Brief:
Copy each line below that includes "from".

· · · ·

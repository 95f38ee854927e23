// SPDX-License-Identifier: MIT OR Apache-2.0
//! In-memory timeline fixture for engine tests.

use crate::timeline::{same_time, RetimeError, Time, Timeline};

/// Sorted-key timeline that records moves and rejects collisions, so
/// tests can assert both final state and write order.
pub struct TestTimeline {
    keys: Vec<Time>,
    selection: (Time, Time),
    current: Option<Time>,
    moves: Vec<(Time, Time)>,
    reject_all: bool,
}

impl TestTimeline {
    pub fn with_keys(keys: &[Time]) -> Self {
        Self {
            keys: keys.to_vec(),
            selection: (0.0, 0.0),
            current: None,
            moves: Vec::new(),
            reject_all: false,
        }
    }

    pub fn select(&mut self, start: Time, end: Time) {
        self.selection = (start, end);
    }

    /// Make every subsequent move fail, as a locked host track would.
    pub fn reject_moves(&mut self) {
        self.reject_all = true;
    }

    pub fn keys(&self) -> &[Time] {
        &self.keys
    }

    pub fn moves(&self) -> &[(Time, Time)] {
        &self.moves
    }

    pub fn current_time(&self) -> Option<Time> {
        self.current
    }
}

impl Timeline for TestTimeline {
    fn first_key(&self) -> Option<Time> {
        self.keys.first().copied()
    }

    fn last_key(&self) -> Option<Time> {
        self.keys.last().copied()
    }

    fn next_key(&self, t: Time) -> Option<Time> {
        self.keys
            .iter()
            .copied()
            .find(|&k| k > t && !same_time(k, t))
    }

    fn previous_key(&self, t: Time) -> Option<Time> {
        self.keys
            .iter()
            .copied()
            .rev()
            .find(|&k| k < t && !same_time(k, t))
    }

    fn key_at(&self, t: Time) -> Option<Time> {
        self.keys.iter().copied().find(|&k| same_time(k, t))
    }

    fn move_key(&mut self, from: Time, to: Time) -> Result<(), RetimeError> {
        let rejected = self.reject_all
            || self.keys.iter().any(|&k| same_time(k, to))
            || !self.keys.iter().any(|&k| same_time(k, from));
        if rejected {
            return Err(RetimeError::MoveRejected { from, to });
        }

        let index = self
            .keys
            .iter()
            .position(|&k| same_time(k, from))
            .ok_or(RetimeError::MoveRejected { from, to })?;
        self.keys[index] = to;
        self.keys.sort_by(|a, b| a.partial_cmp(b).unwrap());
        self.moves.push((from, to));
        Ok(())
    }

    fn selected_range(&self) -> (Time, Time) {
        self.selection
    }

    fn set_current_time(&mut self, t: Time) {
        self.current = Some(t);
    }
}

· · · ·

Response to the task:
    fn move_key(&mut self, from: Time, to: Time) -> Result<(), RetimeError> {
            || !self.keys.iter().any(|&k| same_time(k, from));
            return Err(RetimeError::MoveRejected { from, to });
            .position(|&k| same_time(k, from))
            .ok_or(RetimeError::MoveRejected { from, to })?;
        self.moves.push((from, to));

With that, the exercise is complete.